* _Action item_:
Return each line of the records below that contains the word "appended".

# # # # #

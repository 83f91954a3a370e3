use crate::client::{BulkRequest, Operation};

/// Ordered accumulator of operations for one `bulk` request.
///
/// Every appended operation may be attributed to the file it came from so a
/// failing index reported by the server can be traced back to that file.
#[derive(Debug, Clone, Default)]
pub struct BulkBuilder {
    operations: Vec<Operation>,
    files: Vec<Option<String>>,
}

impl BulkBuilder {
    pub fn new() -> Self {
        Self::default()
    }

    /// Discard all operations and their attributions.
    pub fn reset(&mut self) {
        self.operations.clear();
        self.files.clear();
    }

    /// Append one operation originating from `file`.
    pub fn append(&mut self, operation: Operation, file: impl Into<String>) {
        self.operations.push(operation);
        self.files.push(Some(file.into()));
    }

    /// Append an operation that belongs to no file (bookkeeping).
    pub fn append_unattributed(&mut self, operation: Operation) {
        self.operations.push(operation);
        self.files.push(None);
    }

    pub fn is_empty(&self) -> bool {
        self.operations.is_empty()
    }

    pub fn len(&self) -> usize {
        self.operations.len()
    }

    pub fn operations(&self) -> &[Operation] {
        &self.operations
    }

    /// The file the operation at `index` was appended for.
    pub fn file_for(&self, index: usize) -> Option<&str> {
        self.files.get(index).and_then(|f| f.as_deref())
    }

    /// Split into consecutive runs of operations sharing the same `key`,
    /// keeping order and file attribution. Indexes restart in every run.
    pub fn split_by<K: PartialEq>(self, key: impl Fn(&Operation) -> K) -> Vec<(K, BulkBuilder)> {
        let mut runs: Vec<(K, BulkBuilder)> = Vec::new();
        for (operation, file) in self.operations.into_iter().zip(self.files) {
            let k = key(&operation);
            match runs.last_mut() {
                Some((last, run)) if *last == k => {
                    run.operations.push(operation);
                    run.files.push(file);
                }
                _ => runs.push((
                    k,
                    BulkBuilder {
                        operations: vec![operation],
                        files: vec![file],
                    },
                )),
            }
        }
        runs
    }

    /// The `bulk` request body, operations in append order.
    pub fn to_request(&self) -> BulkRequest<'_> {
        BulkRequest {
            kind: "bulk",
            source: None,
            args: &self.operations,
        }
    }

    /// The `bulk` request body for `v2/query`, which requires a source.
    pub fn to_source_request<'a>(&'a self, source: &'a str) -> BulkRequest<'a> {
        BulkRequest {
            kind: "bulk",
            source: Some(source),
            args: &self.operations,
        }
    }
}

# # # # #

* _Result of the exercise_:
/// Every appended operation may be attributed to the file it came from so a
    /// The file the operation at `index` was appended for.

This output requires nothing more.